Because THEY want you to, America:

"Raise debt ceiling, banks urge; Executives fear economic harm if Congress stalls" by Phil Mattingly and Peter Cook, Bloomberg News / July 29, 2011

WASHINGTON - Bankers including Goldman Sachs Group chairman and chief executive Lloyd Blankfein and JPMorgan Chase & Co. chief Jamie Dimon called on President Obama and Congress to raise the federal debt limit to steer the US government away from the threat of default.

''The consequences of inaction - for our economy, the already struggling job market, the financial circumstances of American businesses and families, and for America's global economic leadership - would be very grave,'' the executives wrote in the letter sent yesterday by the Financial Services Forum, a Washington-based trade group representing the largest banks....

''A default on our nation's obligations, or a downgrade of America's credit rating, would be a tremendous blow to business and investor confidence - raising interest rates for everyone who borrows, undermining the value of the dollar, and roiling stock and bond markets,'' the group of financial industry executives wrote in the letter to Congress and the White House.  

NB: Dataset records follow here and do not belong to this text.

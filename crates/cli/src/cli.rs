use std::path::PathBuf;

use clap::{Parser, Subcommand, ValueEnum};
use vdesk::alloc::{AcceleratorSpec, MemSize};

#[derive(Parser, Debug)]
#[command(name = "vdesk")]
#[command(about = "Temporary interactive desktop sessions on a compute cluster")]
#[command(version)]
pub struct Cli {
	/// Increase verbosity (-v info, -vv debug)
	#[arg(short, long, global = true, action = clap::ArgAction::Count)]
	pub verbose: u8,

	/// Scheduler job name used to tag and find sessions
	#[arg(short = 'J', long, global = true, default_value = "vnc")]
	pub job_name: String,

	/// Host the user tunnels through, shown in connection instructions
	#[arg(long, global = true, value_name = "HOST")]
	pub login_host: Option<String>,

	/// Intra-cluster DNS domain appended to node names for SSH
	#[arg(long, global = true, value_name = "DOMAIN")]
	pub node_domain: Option<String>,

	/// Container image wrapping the display server on the node
	#[arg(long, global = true, value_name = "IMAGE")]
	pub container_image: Option<PathBuf>,

	/// Container runtime binary
	#[arg(long, global = true, default_value = "apptainer", value_name = "BIN")]
	pub container_runtime: String,

	/// Bind paths mounted into the container
	#[arg(long, global = true, default_value = "/tmp:/tmp,$HOME", value_name = "PATHS")]
	pub container_binds: String,

	/// Startup script passed to the display server
	#[arg(long, global = true, value_name = "FILE")]
	pub xstartup: Option<PathBuf>,

	#[command(subcommand)]
	pub command: Commands,
}

#[derive(Subcommand, Debug)]
pub enum Commands {
	/// Reserve a node, start a desktop session, and forward it locally
	Create {
		/// Scheduler partition
		#[arg(short, long)]
		partition: String,

		/// Scheduler account
		#[arg(short = 'A', long)]
		account: String,

		/// Reservation length in hours
		#[arg(short = 't', long = "time", value_name = "HOURS")]
		time_hours: u32,

		/// CPU count for the node
		#[arg(short, long)]
		cpus: u32,

		/// Memory with unit suffix (e.g. 16G)
		#[arg(long)]
		mem: MemSize,

		/// Accelerators, as COUNT or TYPE:COUNT
		#[arg(long, value_name = "SPEC")]
		gpus: Option<AcceleratorSpec>,

		/// Allocation wait bound in seconds
		#[arg(long, default_value_t = 120, value_name = "SECS")]
		timeout: u64,

		/// Explicit local port instead of probing for a free one
		#[arg(long)]
		port: Option<u16>,

		/// Allow a second concurrent session under the same job name
		#[arg(short, long)]
		force: bool,
	},

	/// Show live sessions reconstructed from scheduler, tunnels, and nodes
	Status {
		#[arg(short = 'f', long, value_enum, default_value = "text")]
		format: OutputFormat,
	},

	/// Kill one allocation: session, bookkeeping, sockets, then the job
	Kill {
		/// Scheduler job id to tear down
		job_id: String,
	},

	/// Kill every allocation under the job name
	KillAll,

	/// Recreate missing forwards for sessions that are still alive
	Repair,

	/// Restart the session on an allocation, keeping its display
	Restart {
		/// Scheduler job id whose session should restart
		job_id: String,
	},

	/// Set the desktop session password
	SetPassword,
}

#[derive(ValueEnum, Debug, Clone, Copy, PartialEq, Eq)]
pub enum OutputFormat {
	Text,
	Json,
}
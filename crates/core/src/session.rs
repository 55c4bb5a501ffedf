//! Display-server session control on an allocated node.
//!
//! Everything here is a remote round trip: start parses the server's
//! startup confirmation for the display it actually assigned, list
//! classifies the server's own session listing, check confirms a
//! bookkeeping pid against the allocation's own process set, and kill
//! tears down sessions together with their bookkeeping records and
//! leftover socket files.

use std::time::Duration;

use tokio::time::Instant;
use tokio_util::sync::CancellationToken;
use tracing::{debug, info, warn};
use vdesk_runtime::{Exec, Runner};

use crate::config::Config;
use crate::error::{Result, VdeskError};
use crate::parse::{self, Parsed};
use crate::store::{self, SessionStore};
use crate::types::{DisplayNum, JobId, NodeName, Pid, Port};

/// A display session on a node, as far as we can currently tell.
#[derive(Debug, Clone)]
pub struct Session {
	pub node: NodeName,
	pub display: DisplayNum,
	pub port: Port,
	pub pid: Option<Pid>,
	pub alive: bool,
}

/// The server's own session listing, split by the configured stale marker.
#[derive(Debug, Clone, Default)]
pub struct SessionListing {
	pub active: Vec<DisplayNum>,
	pub stale: Vec<DisplayNum>,
}

pub struct SessionController<'a> {
	cfg: &'a Config,
	runner: &'a dyn Runner,
	store: &'a dyn SessionStore,
}

impl<'a> SessionController<'a> {
	pub fn new(cfg: &'a Config, runner: &'a dyn Runner, store: &'a dyn SessionStore) -> Self {
		Self { cfg, runner, store }
	}

	/// Command prefix that scopes a remote command to this allocation's
	/// container instance, when a container runtime is configured.
	fn exec_prefix(&self, job: &JobId) -> String {
		match &self.cfg.container {
			Some(container) => format!("{} exec -B {} instance://{job} ", container.runtime_bin, container.bind_paths),
			None => String::new(),
		}
	}

	/// Starts the display server and returns the session it confirmed.
	///
	/// The server may assign a different display than `display_hint`; the
	/// confirmation line is authoritative. A missing or reshaped
	/// confirmation is a contract break, reported distinctly from a
	/// timeout.
	pub async fn start(
		&self,
		node: &NodeName,
		job: &JobId,
		display_hint: Option<DisplayNum>,
		timeout: Duration,
		cancel: &CancellationToken,
	) -> Result<Session> {
		let host = self.cfg.node_host(node);
		let mut command = format!("{}{}", self.exec_prefix(job), self.cfg.display_server.server_bin);
		if let Some(hint) = display_hint {
			command.push_str(&format!(" {hint}"));
		}
		if let Some(xstartup) = &self.cfg.display_server.xstartup {
			command.push_str(&format!(" -xstartup {}", xstartup.display()));
		}

		info!(target: "vdesk.session", %node, hint = ?display_hint, "starting display server");
		let mut stream = self.runner.stream(Exec::Remote { host: &host, command: &command }).await?;

		let deadline = Instant::now() + timeout;
		loop {
			let remaining = deadline.saturating_duration_since(Instant::now());
			if remaining.is_zero() {
				stream.abort();
				return Err(VdeskError::timeout(timeout, "display-server startup confirmation"));
			}

			tokio::select! {
				_ = cancel.cancelled() => {
					stream.abort();
					return Err(VdeskError::Cancelled(format!("display-server startup on {node} interrupted")));
				}
				line = tokio::time::timeout(remaining, stream.next_line()) => match line {
					Err(_) => {
						stream.abort();
						return Err(VdeskError::timeout(timeout, "display-server startup confirmation"));
					}
					Ok(None) => {
						return Err(VdeskError::parse_mismatch("display server", "startup output ended without a confirmation line"));
					}
					Ok(Some(line)) => {
						match parse::parse_session_confirmation(&line) {
							Parsed::Matched(display) => {
								let key = store::session_key(&host, display);
								let pid = self.store.read_pid(&key).ok().flatten();
								let session = Session {
									node: node.clone(),
									display,
									port: display.port(self.cfg.base_port),
									pid,
									alive: true,
								};
								let dnum = display;
								info!(target: "vdesk.session", %node, display = %dnum, port = %session.port, "session started");
								return Ok(session);
							}
							Parsed::Unrecognized if line.contains("desktop") => {
								// The keyword is there but the shape moved:
								// the tool's output contract changed.
								stream.abort();
								return Err(VdeskError::parse_mismatch("display server", format!("unparseable confirmation line: {line}")));
							}
							Parsed::Unrecognized => {
								debug!(target: "vdesk.session", %line, "skipping line");
							}
						}
					}
				}
			}
		}
	}

	/// Lists the node's sessions as `(active, stale)` display sets.
	/// Unmatched lines are ignored rather than mis-classified.
	pub async fn list(&self, node: &NodeName, job: &JobId) -> Result<SessionListing> {
		let host = self.cfg.node_host(node);
		let command = format!("{}{} -list", self.exec_prefix(job), self.cfg.display_server.server_bin);
		let output = self.runner.run(Exec::Remote { host: &host, command: &command }, Some(Duration::from_secs(30))).await?;
		if !output.success {
			return Err(VdeskError::Remote(format!("session listing on {node} failed: {}", output.text())));
		}

		let mut listing = SessionListing::default();
		for line in &output.lines {
			match parse::parse_listing_row(line, &self.cfg.stale_marker) {
				Parsed::Matched(row) if row.stale => listing.stale.push(row.display),
				Parsed::Matched(row) => listing.active.push(row.display),
				Parsed::Unrecognized => {}
			}
		}
		Ok(listing)
	}

	/// Confirms the bookkeeping pid for `display` is scheduled under this
	/// allocation's own process set. "Some vnc-like process exists" is not
	/// liveness: the user's other sessions would produce false positives.
	pub async fn check(&self, node: &NodeName, job: &JobId, display: DisplayNum) -> Result<bool> {
		let host = self.cfg.node_host(node);
		let key = store::session_key(&host, display);
		let Some(pid) = self.store.read_pid(&key)? else {
			return Ok(false);
		};

		let pids = allocation_pids(self.cfg, self.runner, node, job).await?;
		Ok(pids.contains(&pid))
	}

	/// Kills one display, or every active *and* stale entry when `display`
	/// is `None`. Stale entries still need explicit kills: the server's
	/// bookkeeping outlives the backing process. Killing something already
	/// gone is success.
	pub async fn kill(&self, node: &NodeName, job: &JobId, display: Option<DisplayNum>) -> Result<()> {
		match display {
			Some(display) => self.kill_one(node, job, display).await,
			None => self.kill_every(node, job).await,
		}
	}

	async fn kill_every(&self, node: &NodeName, job: &JobId) -> Result<()> {
		let listing = self.list(node, job).await?;
		let mut failures = Vec::new();

		for display in listing.active.iter().chain(listing.stale.iter()) {
			if let Err(err) = self.kill_one(node, job, *display).await {
				failures.push(format!("kill {display}: {err}"));
			}
		}

		// Sweep bookkeeping records left behind for this host.
		let host = self.cfg.node_host(node);
		let prefix = format!("{host}:");
		match self.store.keys() {
			Ok(keys) => {
				for key in keys.iter().filter(|key| key.starts_with(&prefix)) {
					if let Err(err) = self.store.remove(key) {
						failures.push(format!("remove record {key}: {err}"));
					}
				}
			}
			Err(err) => failures.push(format!("list records: {err}")),
		}

		// Sweep user-owned display/IPC socket files on the node.
		for dir in &self.cfg.remote_socket_dirs {
			let command = format!("find {dir} -mindepth 1 -maxdepth 1 -user {} -delete", self.cfg.user);
			match self.runner.run(Exec::Remote { host: &host, command: &command }, Some(Duration::from_secs(30))).await {
				Ok(output) if output.success => {}
				Ok(output) => debug!(target: "vdesk.session", %dir, detail = %output.text(), "socket sweep reported failure"),
				Err(err) => failures.push(format!("socket sweep {dir}: {err}")),
			}
		}

		if failures.is_empty() {
			Ok(())
		} else {
			Err(VdeskError::PartialState(format!("session teardown on {node}: {}", failures.join("; "))))
		}
	}

	async fn kill_one(&self, node: &NodeName, job: &JobId, display: DisplayNum) -> Result<()> {
		let host = self.cfg.node_host(node);
		let command = format!("{}{} -kill {display}", self.exec_prefix(job), self.cfg.display_server.server_bin);
		let output = self.runner.run(Exec::Remote { host: &host, command: &command }, Some(Duration::from_secs(30))).await?;

		let dnum = display;
		if output.lines.iter().any(|line| parse::kill_acknowledged(line)) {
			info!(target: "vdesk.session", %node, display = %dnum, "session killed");
		} else {
			debug!(target: "vdesk.session", %node, display = %dnum, "kill target already gone");
		}

		self.store.remove(&store::session_key(&host, display))?;

		if let Some(socket) = self.display_socket(display) {
			let command = format!("rm -f {socket}");
			let _ = self.runner.run(Exec::Remote { host: &host, command: &command }, Some(Duration::from_secs(30))).await?;
		}

		Ok(())
	}

	/// Kills `display` and starts a fresh server requesting the same
	/// display, so an existing forward keeps working.
	pub async fn restart(&self, node: &NodeName, job: &JobId, display: DisplayNum, timeout: Duration, cancel: &CancellationToken) -> Result<Session> {
		self.kill_one(node, job, display).await?;
		let session = self.start(node, job, Some(display), timeout, cancel).await?;
		if session.display != display {
			let dnum = display;
			warn!(
				target: "vdesk.session",
				requested = %dnum,
				assigned = %session.display,
				"display server assigned a different display; existing forwards will not reach it"
			);
		}
		Ok(session)
	}

	/// Boots the per-allocation container instance, when configured.
	pub async fn start_instance(&self, node: &NodeName, job: &JobId) -> Result<()> {
		let Some(container) = &self.cfg.container else {
			return Ok(());
		};
		let host = self.cfg.node_host(node);
		let command = format!(
			"{} instance start -B {} {} {job}",
			container.runtime_bin,
			container.bind_paths,
			container.image.display()
		);
		let output = self.runner.run(Exec::Remote { host: &host, command: &command }, Some(Duration::from_secs(60))).await?;
		if output.lines.iter().any(|line| line.contains("instance started successfully")) {
			info!(target: "vdesk.session", %node, %job, "container instance started");
			Ok(())
		} else {
			Err(VdeskError::Remote(format!("container instance failed to start on {node}: {}", output.text())))
		}
	}

	/// Stops the per-allocation container instance; already-gone is success.
	pub async fn stop_instance(&self, node: &NodeName, job: &JobId) -> Result<()> {
		let Some(container) = &self.cfg.container else {
			return Ok(());
		};
		let host = self.cfg.node_host(node);
		let command = format!("{} instance stop {job}", container.runtime_bin);
		let output = self.runner.run(Exec::Remote { host: &host, command: &command }, Some(Duration::from_secs(60))).await?;
		if output.lines.iter().any(|line| line.contains("no instance found")) {
			debug!(target: "vdesk.session", %node, %job, "container instance already gone");
		}
		Ok(())
	}

	/// Whether the per-allocation container instance is currently listed.
	pub async fn instance_running(&self, node: &NodeName, job: &JobId) -> Result<bool> {
		let Some(container) = &self.cfg.container else {
			return Ok(false);
		};
		let host = self.cfg.node_host(node);
		let command = format!("{} instance list", container.runtime_bin);
		let output = self.runner.run(Exec::Remote { host: &host, command: &command }, Some(Duration::from_secs(30))).await?;
		Ok(output.lines.iter().any(|line| line.split_whitespace().any(|tok| tok == job.as_str())))
	}

	fn display_socket(&self, display: DisplayNum) -> Option<String> {
		self.cfg.remote_socket_dirs.first().map(|dir| format!("{dir}/X{}", display.0))
	}
}

/// Pids currently scheduled under the allocation's own process set.
///
/// With a container runtime this is the instance's process table; without
/// one the scheduler's per-job pid listing is authoritative. Either way it
/// is the allocation's set, not the node-wide one.
pub(crate) async fn allocation_pids(cfg: &Config, runner: &dyn Runner, node: &NodeName, job: &JobId) -> Result<Vec<Pid>> {
	let host = cfg.node_host(node);
	let command = match &cfg.container {
		Some(container) => format!("{} exec -B {} instance://{job} ps -o pid= -U {}", container.runtime_bin, container.bind_paths, cfg.user),
		None => format!("{} listpids {job}", cfg.scheduler.control_bin),
	};
	let output = runner.run(Exec::Remote { host: &host, command: &command }, Some(Duration::from_secs(30))).await?;
	if !output.success {
		return Err(VdeskError::Remote(format!("pid listing for job {job} on {node} failed: {}", output.text())));
	}
	Ok(output.lines.iter().filter_map(|line| parse::parse_pid_row(line).matched()).collect())
}

/// Interactive password-tool invocation, run by the CLI with inherited
/// stdio (through the container image when one is configured).
pub fn password_command(cfg: &Config) -> String {
	match &cfg.container {
		Some(container) => format!(
			"{} exec -B {} {} {}",
			container.runtime_bin,
			container.bind_paths,
			container.image.display(),
			cfg.display_server.passwd_bin
		),
		None => cfg.display_server.passwd_bin.clone(),
	}
}

#[cfg(test)]
mod tests {
	use std::path::Path;

	use super::*;
	use crate::config::ContainerConfig;

	fn config() -> Config {
		Config::for_user("jane", Path::new("/home/jane"))
	}

	#[test]
	fn password_command_is_bare_without_container() {
		assert_eq!(password_command(&config()), "vncpasswd");
	}

	#[test]
	fn password_command_runs_through_the_container_image() {
		let mut cfg = config();
		cfg.container = Some(ContainerConfig {
			runtime_bin: "apptainer".to_string(),
			image: "/images/xfce.sif".into(),
			bind_paths: "/tmp:/tmp,$HOME".to_string(),
		});
		assert_eq!(password_command(&cfg), "apptainer exec -B /tmp:/tmp,$HOME /images/xfce.sif vncpasswd");
	}
}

What is the "we" stuff, you shit-scum vampires? 

And if you are worried about the dollar tell Bernanke to shut off those printing presses that are buying back all the MBS shit.

In addition to Blankfein and Dimon, the letter included signatures from chief executives representing Bank of America Corp., Citigroup Inc., Morgan Stanley, US Bancorp, Wells Fargo & Co., and State Street Corp.... 

Gee, if State Street is SO CONCERNED then they can GIVE BACK the $885 million-dollar TAX REFUND(?) when they MADE $1.6 BILLION in PROFITS last year -- and will be able to AVOID TAXES for YEARS TO COME by CONTINUING to APPLY PAST LOSSES!

See: State Street Stealers

Yeah, but YOUR SOCIAL SECURITY and MEDICARE has to be CUT, Americans!!!!!!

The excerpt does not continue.